AT&T has moved aggressively over the last year to renegotiate terms with tower companies to cut costs in an increasingly competitive wireless market. And that effort appears to be paying dividends, analysts at Wells Fargo Securities observed in February.
“So what we’ve done is we’ve found new suppliers that are embracing a different business model, and we’re starting to reallocate funds to those new suppliers that allow us to have a different business model that we believe is going to be more sustainable,” Hogg continued. “And we’re also talking with our existing suppliers to try to get them to embrace that new model, and depending on how that discussion goes, they’ll either evolve with us or, over the next few years, we’ll start to make decisions about reallocating towers to new suppliers and new contracts to those suppliers that embrace the new business model.”

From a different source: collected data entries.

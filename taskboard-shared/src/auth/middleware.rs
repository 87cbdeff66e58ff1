/// Authentication middleware for axum
///
/// Validates Bearer tokens from the Authorization header and adds a
/// [`Principal`] to request extensions. Every failure mode renders the same
/// unauthenticated envelope so callers cannot distinguish a missing header
/// from an expired token.
///
/// # Example
///
/// ```no_run
/// use axum::{middleware, routing::get, Extension, Router};
/// use taskboard_shared::auth::middleware::create_jwt_middleware;
/// use taskboard_shared::auth::policy::Principal;
///
/// async fn protected(Extension(principal): Extension<Principal>) -> String {
///     format!("Hello, user {}!", principal.user_id)
/// }
///
/// let app: Router = Router::new()
///     .route("/protected", get(protected))
///     .layer(middleware::from_fn(create_jwt_middleware(
///         "your-jwt-secret".to_string(),
///     )));
/// ```

use axum::{
    extract::Request,
    http::{header, StatusCode},
    middleware::Next,
    response::{IntoResponse, Response},
    Json,
};
use serde_json::json;

use super::jwt::{validate_token, JwtError};
use super::policy::Principal;

/// Error type for the authentication gate
#[derive(Debug)]
pub enum AuthError {
    /// Missing authorization header
    MissingCredentials,

    /// Authorization header is not a Bearer token
    InvalidFormat,

    /// Token validation failed
    InvalidToken(String),
}

impl IntoResponse for AuthError {
    fn into_response(self) -> Response {
        // One envelope for every failure mode
        let body = json!({
            "status": false,
            "message": "Unauthenticated",
            "code": "general:unauthenticated",
        });

        (StatusCode::UNAUTHORIZED, Json(body)).into_response()
    }
}

/// JWT authentication middleware
///
/// Validates tokens from the `Authorization: Bearer <token>` header and
/// inserts a [`Principal`] into request extensions on success.
///
/// # Errors
///
/// Returns the unauthenticated envelope (HTTP 401) if the header is missing,
/// the scheme is not Bearer, or token validation fails.
pub async fn jwt_auth_middleware(
    secret: String,
    mut req: Request,
    next: Next,
) -> Result<Response, AuthError> {
    let auth_header = req
        .headers()
        .get(header::AUTHORIZATION)
        .and_then(|v| v.to_str().ok())
        .ok_or(AuthError::MissingCredentials)?;

    let token = auth_header
        .strip_prefix("Bearer ")
        .ok_or(AuthError::InvalidFormat)?;

    let claims = validate_token(token, &secret).map_err(|e| match e {
        JwtError::Expired => AuthError::InvalidToken("Token expired".to_string()),
        JwtError::InvalidIssuer { .. } => AuthError::InvalidToken("Invalid issuer".to_string()),
        _ => AuthError::InvalidToken(format!("Invalid token: {}", e)),
    })?;

    let principal = Principal {
        user_id: claims.sub,
        role: claims.role,
    };
    req.extensions_mut().insert(principal);

    Ok(next.run(req).await)
}

/// Creates a JWT authentication middleware closure
///
/// Helper that captures the JWT secret and returns a middleware function
/// suitable for `axum::middleware::from_fn`. Takes the secret by value so
/// the closure owns its state and satisfies the `'static` bound the layer
/// requires.
pub fn create_jwt_middleware(
    secret: String,
) -> impl Fn(
    Request,
    Next,
) -> std::pin::Pin<
    Box<dyn std::future::Future<Output = Result<Response, AuthError>> + Send>,
> + Clone {
    move |req, next| {
        let secret = secret.clone();
        Box::pin(jwt_auth_middleware(secret, req, next))
    }
}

MoffettNathanson research reported last July that AT&T was openly soliciting real estate developers to build new towers close to existing cellular installations to give the carrier negotiating leverage, and in September FierceWireless posted a letter sent to tower owners pushing for “fair” early termination rights, the ability to upgrade or modify tower equipment at no extra cost, reduced or eliminated price increases, and “rents reduced to competitive rates.”
AT&T’s strategy may open the door for smaller vendors of small cells and other next-generation transmitters, Wells Fargo analysts said. And that may pose a threat to entrenched companies that have built their businesses on macrocells.

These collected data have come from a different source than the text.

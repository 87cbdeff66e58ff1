/// Task access policy
///
/// Every task operation composes the same three decisions, kept here as pure
/// functions so they can be tested without a database:
///
/// - **Scope**: which rows a principal may list ([`TaskScope::for_principal`])
/// - **Access**: whether a principal may act on a fetched task ([`can_access`])
/// - **Owner assignment**: whose task a write produces ([`owner_for_write`])
///
/// Visibility is decided before authorization: handlers fetch with
/// `is_deleted = FALSE` first, so a soft-deleted task yields a not-found
/// response and never a forbidden one, leaking nothing about its existence.
///
/// Roles are compared by strict equality. There is no hierarchy to extend;
/// a new role grants nothing until this module says otherwise.
///
/// # Example
///
/// ```
/// use taskboard_shared::auth::policy::{Principal, TaskScope};
/// use taskboard_shared::models::user::Role;
/// use uuid::Uuid;
///
/// let admin = Principal { user_id: Uuid::new_v4(), role: Role::Admin };
/// assert!(matches!(TaskScope::for_principal(&admin), TaskScope::All));
///
/// let user = Principal { user_id: Uuid::new_v4(), role: Role::User };
/// assert!(matches!(TaskScope::for_principal(&user), TaskScope::Owned(_)));
/// ```

use serde::{Deserialize, Serialize};
use uuid::Uuid;

use crate::models::task::Task;
use crate::models::user::Role;

/// Authenticated identity, extracted from a validated token
///
/// Added to request extensions by the authentication gate and passed
/// explicitly into every policy decision.
#[derive(Debug, Clone, Copy, Serialize, Deserialize)]
pub struct Principal {
    /// Authenticated user ID
    pub user_id: Uuid,

    /// Account role from the token claims
    pub role: Role,
}

impl Principal {
    pub fn is_admin(&self) -> bool {
        self.role == Role::Admin
    }
}

/// Row scope for task listings
#[derive(Debug, Clone, Copy, PartialEq, Eq)]
pub enum TaskScope {
    /// All non-deleted tasks (admin listing)
    All,

    /// Non-deleted tasks owned by the given user
    Owned(Uuid),

    /// All soft-deleted tasks, globally (admin-only listing)
    Deleted,
}

impl TaskScope {
    /// Resolves the default listing scope for a principal
    pub fn for_principal(principal: &Principal) -> Self {
        if principal.is_admin() {
            TaskScope::All
        } else {
            TaskScope::Owned(principal.user_id)
        }
    }
}

/// Checks whether a principal may view, update, or delete a task
///
/// True when the principal owns the task or is an admin. Callers must have
/// already fetched the task through a non-deleted read path.
pub fn can_access(principal: &Principal, task: &Task) -> bool {
    task.user_id == principal.user_id || principal.is_admin()
}

/// Resolves the owner a create or update writes
///
/// Admins may assign any existing user; for everyone else a supplied owner
/// is silently ignored and the task stays the principal's own.
pub fn owner_for_write(principal: &Principal, requested: Option<Uuid>) -> Uuid {
    if principal.is_admin() {
        requested.unwrap_or(principal.user_id)
    } else {
        principal.user_id
    }
}

/// Checks whether a principal may list soft-deleted tasks
pub fn can_view_deleted(principal: &Principal) -> bool {
    principal.is_admin()
}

But zoning and permitting headaches have slowed the small cell market. Some municipalities are fighting small cell deployments based on concerns over aesthetics, noise, rights-of-way issues and other worries.
At least 20 states are considering legislation to address those concerns, according to a recent report from NPR. Laws on the topic are moving forward in Arizona, Colorado and Virginia, among other states, and last year Kansas and Ohio passed laws to address the matter. And the FCC is pursuing implementing rules to ease deployments at the local level.
Those efforts are drawing pushback from local governing boards, though. The Daily News of Palm Beach, Florida, reported last month that Mayor Gail Coniglio is lobbying against multiple bills she said undermine “home rule,” using broad legislation to remove power from local agencies, for example.
Hogg said such efforts are necessary to standardize zoning and permitting processes, however.
“Municipalities are looking at this as something new and as something they’ve got to respond to, and they’re responding in very different ways,” he observed. “Some view it as a real plus for improving the coverage inside of their municipalities and they see the benefits of that … Others look at it as a big revenue opportunity and are looking at it in terms of zoning and permitting and other requirements that go well above just the deployment of small cells."
“I think it’s going to be very difficult in the absence of state-level legislation to go municipality by municipality,” he added.